Activity: Give the data again in full. Keep every line the same.

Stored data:
*** Block opens ***
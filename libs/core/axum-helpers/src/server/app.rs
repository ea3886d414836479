use super::shutdown::{ShutdownCoordinator, coordinated_shutdown};
use crate::errors::handlers::not_found;
use crate::http::{cors_layer_from_env, security_headers};
use axum::{Router, middleware};
use core_config::server::ServerConfig;
use std::io;
use std::net::SocketAddr;
use std::time::Duration;
use tower_http::compression::CompressionLayer;
use tower_http::trace::{DefaultMakeSpan, DefaultOnResponse, TraceLayer};
use tracing::{Level, info};
use utoipa::OpenApi;

/// Wraps the API routes with documentation UIs and cross-cutting middleware.
///
/// - OpenAPI documents served by Swagger UI, ReDoc, RapiDoc and Scalar
/// - `apis` nested under `/api`
/// - tracing, security headers, CORS (see [`cors_layer_from_env`]) and compression
/// - JSON 404 fallback
///
/// Domain routers apply their own state before being passed in.
pub async fn create_router<T>(apis: Router) -> io::Result<Router>
where
    T: OpenApi + 'static,
{
    use utoipa_rapidoc::RapiDoc;
    use utoipa_redoc::{Redoc, Servable as RedocServable};
    use utoipa_scalar::{Scalar, Servable as ScalarServable};
    use utoipa_swagger_ui::SwaggerUi;

    let cors_layer = cors_layer_from_env()?;

    let router = Router::new()
        .merge(SwaggerUi::new("/swagger-ui").url("/api-docs/openapi.json", T::openapi()))
        .merge(Redoc::with_url("/redoc", T::openapi()))
        .merge(RapiDoc::new("/api-docs/openapi.json").path("/rapidoc"))
        .merge(Scalar::with_url("/scalar", T::openapi()))
        .nest("/api", apis)
        .fallback(not_found)
        .layer(
            TraceLayer::new_for_http()
                .make_span_with(DefaultMakeSpan::new().level(Level::INFO))
                .on_response(DefaultOnResponse::new().level(Level::INFO)),
        )
        .layer(middleware::from_fn(security_headers))
        .layer(cors_layer)
        .layer(CompressionLayer::new());

    Ok(router)
}

/// Serves `router` until SIGINT/SIGTERM, then runs `cleanup` bounded by
/// `shutdown_timeout`.
///
/// Peer addresses are exposed through `ConnectInfo<SocketAddr>` so
/// [`ClientIp`](crate::extractors::ClientIp) can fall back to them.
pub async fn create_production_app<F>(
    router: Router,
    server_config: &ServerConfig,
    shutdown_timeout: Duration,
    cleanup: F,
) -> io::Result<()>
where
    F: std::future::Future<Output = ()> + Send + 'static,
{
    let (coordinator, _rx) = ShutdownCoordinator::new();
    let shutdown_handle = coordinator.clone();

    let listener = tokio::net::TcpListener::bind(server_config.address()).await?;
    info!("Server starting on {}", listener.local_addr()?);

    let cleanup_handle = tokio::spawn(async move {
        shutdown_handle.wait_for_shutdown().await;

        info!("Starting cleanup tasks (timeout: {:?})", shutdown_timeout);
        match tokio::time::timeout(shutdown_timeout, cleanup).await {
            Ok(()) => info!("Cleanup completed successfully"),
            Err(_) => tracing::warn!(
                "Cleanup exceeded timeout of {:?}, forcing shutdown",
                shutdown_timeout
            ),
        }
    });

    let serve_result = axum::serve(
        listener,
        router.into_make_service_with_connect_info::<SocketAddr>(),
    )
    .with_graceful_shutdown(coordinated_shutdown(coordinator))
    .await
    .inspect_err(|e| {
        tracing::error!("Server encountered an error: {:?}", e);
    });

    cleanup_handle.await.ok();

    serve_result
}

#[cfg(test)]
mod tests {
    use super::*;
    use axum::{
        body::Body,
        http::{Request, StatusCode},
        routing::get,
    };
    use tower::ServiceExt;

    #[derive(OpenApi)]
    #[openapi(info(title = "test"))]
    struct TestDoc;

    #[tokio::test]
    async fn test_routes_nested_under_api_with_json_fallback() {
        let apis = Router::new().route("/ping", get(|| async { "pong" }));
        let router = temp_env::async_with_vars([("CORS_ALLOWED_ORIGIN", None::<&str>)], async {
            create_router::<TestDoc>(apis).await.unwrap()
        })
        .await;

        let ok = router
            .clone()
            .oneshot(Request::builder().uri("/api/ping").body(Body::empty()).unwrap())
            .await
            .unwrap();
        assert_eq!(ok.status(), StatusCode::OK);

        let missing = router
            .oneshot(Request::builder().uri("/nope").body(Body::empty()).unwrap())
            .await
            .unwrap();
        assert_eq!(missing.status(), StatusCode::NOT_FOUND);
        assert_eq!(missing.headers()["content-type"], "application/json");
    }
}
*** Block closes ***
Solution for this exercise:
filename libs/core/axum-helpers/src/server/app.rs
repository ea3886d414836479
use super::shutdown::{ShutdownCoordinator, coordinated_shutdown};
use crate::errors::handlers::not_found;
use crate::http::{cors_layer_from_env, security_headers};
use axum::{Router, middleware};
use core_config::server::ServerConfig;
use std::io;
use std::net::SocketAddr;
use std::time::Duration;
use tower_http::compression::CompressionLayer;
use tower_http::trace::{DefaultMakeSpan, DefaultOnResponse, TraceLayer};
use tracing::{Level, info};
use utoipa::OpenApi;

/// Wraps the API routes with documentation UIs and cross-cutting middleware.
///
/// - OpenAPI documents served by Swagger UI, ReDoc, RapiDoc and Scalar
/// - `apis` nested under `/api`
/// - tracing, security headers, CORS (see [`cors_layer_from_env`]) and compression
/// - JSON 404 fallback
///
/// Domain routers apply their own state before being passed in.
pub async fn create_router<T>(apis: Router) -> io::Result<Router>
where
    T: OpenApi + 'static,
{
    use utoipa_rapidoc::RapiDoc;
    use utoipa_redoc::{Redoc, Servable as RedocServable};
    use utoipa_scalar::{Scalar, Servable as ScalarServable};
    use utoipa_swagger_ui::SwaggerUi;

    let cors_layer = cors_layer_from_env()?;

    let router = Router::new()
        .merge(SwaggerUi::new("/swagger-ui").url("/api-docs/openapi.json", T::openapi()))
        .merge(Redoc::with_url("/redoc", T::openapi()))
        .merge(RapiDoc::new("/api-docs/openapi.json").path("/rapidoc"))
        .merge(Scalar::with_url("/scalar", T::openapi()))
        .nest("/api", apis)
        .fallback(not_found)
        .layer(
            TraceLayer::new_for_http()
                .make_span_with(DefaultMakeSpan::new().level(Level::INFO))
                .on_response(DefaultOnResponse::new().level(Level::INFO)),
        )
        .layer(middleware::from_fn(security_headers))
        .layer(cors_layer)
        .layer(CompressionLayer::new());

    Ok(router)
}

/// Serves `router` until SIGINT/SIGTERM, then runs `cleanup` bounded by
/// `shutdown_timeout`.
///
/// Peer addresses are exposed through `ConnectInfo<SocketAddr>` so
/// [`ClientIp`](crate::extractors::ClientIp) can fall back to them.
pub async fn create_production_app<F>(
    router: Router,
    server_config: &ServerConfig,
    shutdown_timeout: Duration,
    cleanup: F,
) -> io::Result<()>
where
    F: std::future::Future<Output = ()> + Send + 'static,
{
    let (coordinator, _rx) = ShutdownCoordinator::new();
    let shutdown_handle = coordinator.clone();

    let listener = tokio::net::TcpListener::bind(server_config.address()).await?;
    info!("Server starting on {}", listener.local_addr()?);

    let cleanup_handle = tokio::spawn(async move {
        shutdown_handle.wait_for_shutdown().await;

        info!("Starting cleanup tasks (timeout: {:?})", shutdown_timeout);
        match tokio::time::timeout(shutdown_timeout, cleanup).await {
            Ok(()) => info!("Cleanup completed successfully"),
            Err(_) => tracing::warn!(
                "Cleanup exceeded timeout of {:?}, forcing shutdown",
                shutdown_timeout
            ),
        }
    });

    let serve_result = axum::serve(
        listener,
        router.into_make_service_with_connect_info::<SocketAddr>(),
    )
    .with_graceful_shutdown(coordinated_shutdown(coordinator))
    .await
    .inspect_err(|e| {
        tracing::error!("Server encountered an error: {:?}", e);
    });

    cleanup_handle.await.ok();

    serve_result
}

#[cfg(test)]
mod tests {
    use super::*;
    use axum::{
        body::Body,
        http::{Request, StatusCode},
        routing::get,
    };
    use tower::ServiceExt;

    #[derive(OpenApi)]
    #[openapi(info(title = "test"))]
    struct TestDoc;

    #[tokio::test]
    async fn test_routes_nested_under_api_with_json_fallback() {
        let apis = Router::new().route("/ping", get(|| async { "pong" }));
        let router = temp_env::async_with_vars([("CORS_ALLOWED_ORIGIN", None::<&str>)], async {
            create_router::<TestDoc>(apis).await.unwrap()
        })
        .await;

        let ok = router
            .clone()
            .oneshot(Request::builder().uri("/api/ping").body(Body::empty()).unwrap())
            .await
            .unwrap();
        assert_eq!(ok.status(), StatusCode::OK);

        let missing = router
            .oneshot(Request::builder().uri("/nope").body(Body::empty()).unwrap())
            .await
            .unwrap();
        assert_eq!(missing.status(), StatusCode::NOT_FOUND);
        assert_eq!(missing.headers()["content-type"], "application/json");
    }
}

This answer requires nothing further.